Commander of the Beijing Military Region
- In office April 1990 – December 1993
- Preceded by: Zhou Yibing
- Succeeded by: Li Laizhu

Personal details
- Born: 15 January 1928 (age 98) Ye County, Shandong, China
- Party: Chinese Communist Party
- Alma mater: PLA Military Academy

Military service
- Allegiance: People's Republic of China
- Branch/service: People's Liberation Army Ground Force
- Years of service: 1944–1993
- Rank: Lieutenant general
- Battles/wars: Second Sino-Japanese War Chinese Civil War

= Wang Chengbin (general, born 1928) =

Chinese military personnel (born 1928)

Wang Chengbin (王成斌 (Wáng Chéngbīn); born 15 January 1928) is a lieutenant general (zhongjiang) of the People's Liberation Army (PLA). He was a member of the 13th and 14th Central Committee of the Chinese Communist Party.

==Biography==
Wang was born in Ye County (now Laizhou), Shandong, on 15 January 1928.

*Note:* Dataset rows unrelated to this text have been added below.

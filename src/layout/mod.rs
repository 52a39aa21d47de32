//! Tidy-tree layout for horizontal mind maps.
//!
//! Positions are a pure function of tree shape, node dimensions, and theme
//! spacing: subtree heights are accumulated bottom-up, then nodes are
//! placed top-down with each parent centered vertically on its children's
//! combined extent. All walks use explicit stacks.

use tracing::debug;

use crate::theme::LayoutMetrics;
use crate::tree::{NodeId, Tree};

/// Horizontal fan-out direction for children.
#[derive(Debug, Clone, Copy, PartialEq, Eq, Default)]
pub enum LayoutMode {
    #[default]
    Right,
    Left,
    /// Root children split across both sides; deeper levels keep their side.
    Both,
}

impl LayoutMode {
    /// Parse a mode parameter; unknown values fall back to the default.
    pub fn from_param(value: &str) -> Self {
        match value.trim() {
            "left" => Self::Left,
            "both" => Self::Both,
            "right" | "" => Self::Right,
            other => {
                debug!(mode = other, "unknown layout mode, using 'right'");
                Self::Right
            }
        }
    }
}

/// Extra bounds margin around every node box; leaves get more room so
/// connectors that run under their labels stay inside the canvas.
const NODE_MARGIN: f32 = 5.0;
const LEAF_MARGIN: f32 = 15.0;
/// Fixed outer margin around the whole content box.
const OUTER_MARGIN: f32 = 50.0;

/// Content bounding box in layout units.
#[derive(Debug, Clone, Copy, PartialEq)]
pub struct Bounds {
    pub min_x: f32,
    pub min_y: f32,
    pub max_x: f32,
    pub max_y: f32,
}

impl Bounds {
    const fn empty() -> Self {
        Self {
            min_x: f32::MAX,
            min_y: f32::MAX,
            max_x: f32::MIN,
            max_y: f32::MIN,
        }
    }

    fn include(&mut self, min_x: f32, min_y: f32, max_x: f32, max_y: f32) {
        self.min_x = self.min_x.min(min_x);
        self.min_y = self.min_y.min(min_y);
        self.max_x = self.max_x.max(max_x);
        self.max_y = self.max_y.max(max_y);
    }

    pub fn width(&self) -> f32 {
        self.max_x - self.min_x
    }

    pub fn height(&self) -> f32 {
        self.max_y - self.min_y
    }
}

/// Assign a center position to every node, then translate the whole tree
/// into non-negative canvas coordinates.
///
/// Returns the translated content bounds (origin at `(0, 0)`), which the
/// renderer turns into a canvas size.
pub fn layout_tree(tree: &mut Tree, metrics: &LayoutMetrics, mode: LayoutMode) -> Bounds {
    let heights = subtree_heights(tree, metrics);

    let root = tree.root();
    {
        let node = tree.node_mut(root);
        node.x = 0.0;
        node.y = 0.0;
    }

    match mode {
        LayoutMode::Right => {
            let children = tree.children(root).to_vec();
            place_branch(tree, root, &children, 1.0, &heights, metrics);
        }
        LayoutMode::Left => {
            let children = tree.children(root).to_vec();
            place_branch(tree, root, &children, -1.0, &heights, metrics);
        }
        LayoutMode::Both => {
            let (right, left) = partition_sides(tree, root, &heights);
            place_branch(tree, root, &right, 1.0, &heights, metrics);
            place_branch(tree, root, &left, -1.0, &heights, metrics);
        }
    }

    let bounds = content_bounds(tree);
    translate(tree, -bounds.min_x, -bounds.min_y);
    Bounds {
        min_x: 0.0,
        min_y: 0.0,
        max_x: bounds.width(),
        max_y: bounds.height(),
    }
}

/// Bottom-up pass: vertical space each node's full subtree occupies.
///
/// A childless node's subtree height is its own height; a single child adds
/// no inter-child gap.
fn subtree_heights(tree: &Tree, metrics: &LayoutMetrics) -> Vec<f32> {
    let mut heights = vec![0.0_f32; tree.node_count()];
    for id in tree.post_order() {
        let node = tree.node(id);
        let own = node.dims.height;
        if node.children.is_empty() {
            heights[id.index()] = own;
            continue;
        }
        let children_total: f32 = node
            .children
            .iter()
            .map(|c| heights[c.index()])
            .sum::<f32>()
            + metrics.node_spacing * (node.children.len() - 1) as f32;
        heights[id.index()] = own.max(children_total);
    }
    heights
}

/// Greedily assign each root child to whichever side currently has the
/// smaller accumulated subtree height (ties go right). Returns
/// `(right, left)` in original sibling order.
fn partition_sides(tree: &Tree, root: NodeId, heights: &[f32]) -> (Vec<NodeId>, Vec<NodeId>) {
    let mut right = Vec::new();
    let mut left = Vec::new();
    let mut right_height = 0.0_f32;
    let mut left_height = 0.0_f32;
    for &child in tree.children(root) {
        if right_height <= left_height {
            right.push(child);
            right_height += heights[child.index()];
        } else {
            left.push(child);
            left_height += heights[child.index()];
        }
    }
    (right, left)
}

/// Place `children` around `parent` on one side, then keep descending with
/// an explicit stack.
fn place_branch(
    tree: &mut Tree,
    parent: NodeId,
    children: &[NodeId],
    dir: f32,
    heights: &[f32],
    metrics: &LayoutMetrics,
) {
    place_band(tree, parent, children, dir, heights, metrics);
    let mut stack: Vec<NodeId> = children.to_vec();
    while let Some(id) = stack.pop() {
        let kids = tree.children(id).to_vec();
        if kids.is_empty() {
            continue;
        }
        place_band(tree, id, &kids, dir, heights, metrics);
        stack.extend(kids);
    }
}

/// Position one set of direct children: vertically centered as a block on
/// the parent, each child centered within its own subtree band, placed one
/// level further out horizontally.
fn place_band(
    tree: &mut Tree,
    parent: NodeId,
    children: &[NodeId],
    dir: f32,
    heights: &[f32],
    metrics: &LayoutMetrics,
) {
    if children.is_empty() {
        return;
    }
    let (parent_x, parent_y, parent_width) = {
        let node = tree.node(parent);
        (node.x, node.y, node.dims.width)
    };
    let total: f32 = children.iter().map(|c| heights[c.index()]).sum::<f32>()
        + metrics.node_spacing * (children.len() - 1) as f32;

    let mut cursor = parent_y - total / 2.0;
    for &child in children {
        let band = heights[child.index()];
        let child_width = tree.node(child).dims.width;
        let node = tree.node_mut(child);
        node.x = dir.mul_add(
            parent_width / 2.0 + metrics.level_spacing + child_width / 2.0,
            parent_x,
        );
        node.y = cursor + band / 2.0;
        cursor += band + metrics.node_spacing;
    }
}

/// Running box over all node rectangles plus margins.
fn content_bounds(tree: &Tree) -> Bounds {
    let mut bounds = Bounds::empty();
    for id in tree.pre_order() {
        let node = tree.node(id);
        let margin = if node.is_leaf() { LEAF_MARGIN } else { NODE_MARGIN };
        bounds.include(
            node.x - node.dims.width / 2.0 - margin,
            node.y - node.dims.height / 2.0 - margin,
            node.x + node.dims.width / 2.0 + margin,
            node.y + node.dims.height / 2.0 + margin,
        );
    }
    bounds.min_x -= OUTER_MARGIN;
    bounds.min_y -= OUTER_MARGIN;
    bounds.max_x += OUTER_MARGIN;
    bounds.max_y += OUTER_MARGIN;
    bounds
}

fn translate(tree: &mut Tree, dx: f32, dy: f32) {
    for id in tree.pre_order() {
        let node = tree.node_mut(id);
        node.x += dx;
        node.y += dy;
    }
}

#[cfg(test)]
mod tests {
    use super::*;
    use crate::theme;

    /// Give every node fixed dimensions so positions are easy to reason
    /// about without a font.
    fn size_all(tree: &mut Tree, width: f32, height: f32) {
        for id in tree.pre_order() {
            let node = tree.node_mut(id);
            node.dims.width = width;
            node.dims.height = height;
        }
    }

    fn metrics() -> LayoutMetrics {
        theme::store().get("default").unwrap().layout
    }

    #[test]
    fn test_mode_parsing_falls_back_to_right() {
        assert_eq!(LayoutMode::from_param("left"), LayoutMode::Left);
        assert_eq!(LayoutMode::from_param("both"), LayoutMode::Both);
        assert_eq!(LayoutMode::from_param("sideways"), LayoutMode::Right);
        assert_eq!(LayoutMode::from_param(""), LayoutMode::Right);
    }

    #[test]
    fn test_childless_subtree_height_is_own_height() {
        let mut tree = Tree::new("only");
        size_all(&mut tree, 100.0, 36.0);
        let heights = subtree_heights(&tree, &metrics());
        assert!((heights[tree.root().index()] - 36.0).abs() < f32::EPSILON);
    }

    #[test]
    fn test_single_child_adds_no_gap() {
        let mut tree = Tree::new("r");
        tree.add_child(tree.root(), "a");
        size_all(&mut tree, 100.0, 36.0);
        let heights = subtree_heights(&tree, &metrics());
        assert!((heights[tree.root().index()] - 36.0).abs() < f32::EPSILON);
    }

    #[test]
    fn test_children_placed_one_level_out_to_the_right() {
        let mut tree = Tree::new("r");
        let a = tree.add_child(tree.root(), "a");
        let b = tree.add_child(tree.root(), "b");
        size_all(&mut tree, 100.0, 36.0);
        let m = metrics();
        layout_tree(&mut tree, &m, LayoutMode::Right);

        let root = tree.node(tree.root());
        let a = tree.node(a);
        let b = tree.node(b);
        let expected_dx = 100.0 / 2.0 + m.level_spacing + 100.0 / 2.0;
        assert!((a.x - root.x - expected_dx).abs() < 0.01);
        assert!((b.x - root.x - expected_dx).abs() < 0.01);
        // Children centered vertically on the parent.
        assert!(((a.y + b.y) / 2.0 - root.y).abs() < 0.01);
        assert!(a.y < b.y);
    }

    #[test]
    fn test_left_mirrors_right() {
        let build = || {
            let mut tree = Tree::new("r");
            let a = tree.add_child(tree.root(), "a");
            tree.add_child(a, "a1");
            tree.add_child(a, "a2");
            tree.add_child(tree.root(), "b");
            size_all(&mut tree, 120.0, 40.0);
            tree
        };
        let m = metrics();
        let mut right = build();
        let mut left = build();
        layout_tree(&mut right, &m, LayoutMode::Right);
        layout_tree(&mut left, &m, LayoutMode::Left);

        let r_root = (right.node(right.root()).x, right.node(right.root()).y);
        let l_root = (left.node(left.root()).x, left.node(left.root()).y);
        for (r_id, l_id) in right.pre_order().into_iter().zip(left.pre_order()) {
            let r = right.node(r_id);
            let l = left.node(l_id);
            let r_dx = r.x - r_root.0;
            let l_dx = l.x - l_root.0;
            assert!((r_dx + l_dx).abs() < 0.01, "x offsets must mirror");
            assert!(((r.y - r_root.1) - (l.y - l_root.1)).abs() < 0.01);
        }
    }

    #[test]
    fn test_both_mode_splits_four_equal_children_evenly() {
        let mut tree = Tree::new("r");
        for label in ["a", "b", "c", "d"] {
            tree.add_child(tree.root(), label);
        }
        size_all(&mut tree, 100.0, 36.0);
        let m = metrics();
        layout_tree(&mut tree, &m, LayoutMode::Both);

        let root_x = tree.node(tree.root()).x;
        let rights = tree
            .children(tree.root())
            .iter()
            .filter(|&&c| tree.node(c).x > root_x)
            .count();
        let lefts = tree
            .children(tree.root())
            .iter()
            .filter(|&&c| tree.node(c).x < root_x)
            .count();
        assert_eq!(rights, 2);
        assert_eq!(lefts, 2);
    }

    #[test]
    fn test_deeper_levels_keep_their_side_in_both_mode() {
        let mut tree = Tree::new("r");
        let a = tree.add_child(tree.root(), "a");
        let a1 = tree.add_child(a, "a1");
        let b = tree.add_child(tree.root(), "b");
        let b1 = tree.add_child(b, "b1");
        size_all(&mut tree, 100.0, 36.0);
        layout_tree(&mut tree, &metrics(), LayoutMode::Both);

        let root_x = tree.node(tree.root()).x;
        let (a_x, b_x) = (tree.node(a).x, tree.node(b).x);
        assert!((a_x > root_x) != (b_x > root_x), "a and b on opposite sides");
        assert_eq!(tree.node(a1).x > root_x, a_x > root_x);
        assert_eq!(tree.node(b1).x > root_x, b_x > root_x);
    }

    #[test]
    fn test_layout_lands_in_non_negative_canvas_space() {
        let mut tree = Tree::new("r");
        let a = tree.add_child(tree.root(), "a");
        tree.add_child(a, "deep");
        size_all(&mut tree, 100.0, 36.0);
        let bounds = layout_tree(&mut tree, &metrics(), LayoutMode::Left);
        assert!(bounds.width() > 0.0 && bounds.height() > 0.0);
        for id in tree.pre_order() {
            let node = tree.node(id);
            assert!(node.x - node.dims.width / 2.0 >= 0.0);
            assert!(node.y - node.dims.height / 2.0 >= 0.0);
        }
    }

    mod property_tests {
        use super::*;
        use proptest::prelude::*;

        /// Random bushy trees: each entry is the parent index of node i+1.
        fn arb_parents() -> impl Strategy<Value = Vec<usize>> {
            prop::collection::vec(0..100usize, 0..40)
        }

        proptest! {
            #[test]
            fn sibling_subtrees_never_overlap(parents in arb_parents()) {
                let mut tree = Tree::new("root");
                let mut ids = vec![tree.root()];
                for (i, p) in parents.iter().enumerate() {
                    let parent = ids[p % ids.len()];
                    ids.push(tree.add_child(parent, format!("n{i}")));
                }
                size_all(&mut tree, 100.0, 36.0);
                let m = metrics();
                layout_tree(&mut tree, &m, LayoutMode::Right);
                let heights = subtree_heights(&tree, &m);

                for id in tree.pre_order() {
                    let children = tree.children(id);
                    for pair in children.windows(2) {
                        let top = tree.node(pair[0]);
                        let bottom = tree.node(pair[1]);
                        let top_end = top.y + heights[pair[0].index()] / 2.0;
                        let bottom_start = bottom.y - heights[pair[1].index()] / 2.0;
                        prop_assert!(
                            bottom_start - top_end >= m.node_spacing - 0.01,
                            "sibling bands must keep the configured gap"
                        );
                    }
                }
            }

            #[test]
            fn layout_is_deterministic(parents in arb_parents()) {
                let build = |parents: &[usize]| {
                    let mut tree = Tree::new("root");
                    let mut ids = vec![tree.root()];
                    for (i, p) in parents.iter().enumerate() {
                        let parent = ids[p % ids.len()];
                        ids.push(tree.add_child(parent, format!("n{i}")));
                    }
                    size_all(&mut tree, 100.0, 36.0);
                    tree
                };
                let m = metrics();
                let mut first = build(&parents);
                let mut second = build(&parents);
                layout_tree(&mut first, &m, LayoutMode::Both);
                layout_tree(&mut second, &m, LayoutMode::Both);
                for (a, b) in first.pre_order().into_iter().zip(second.pre_order()) {
                    prop_assert!((first.node(a).x - second.node(b).x).abs() < f32::EPSILON);
                    prop_assert!((first.node(a).y - second.node(b).y).abs() < f32::EPSILON);
                }
            }
        }
    }
}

He enlisted in the Eighth Route Army in August 1944, and joined the Chinese Communist Party (CCP) in October 1945. During the Second Sino-Japanese War, he resisted the Imperial Japanese Army in Jiaodong Military District. During the Chinese Civil War, he belonged to the 38th Division of the 13th Column of the East China Field Army and engaged in the Jinan campaign, Huaihai campaign, Yangtze River Crossing campaign, Shanghai Campaign, and Fuzhou campaign.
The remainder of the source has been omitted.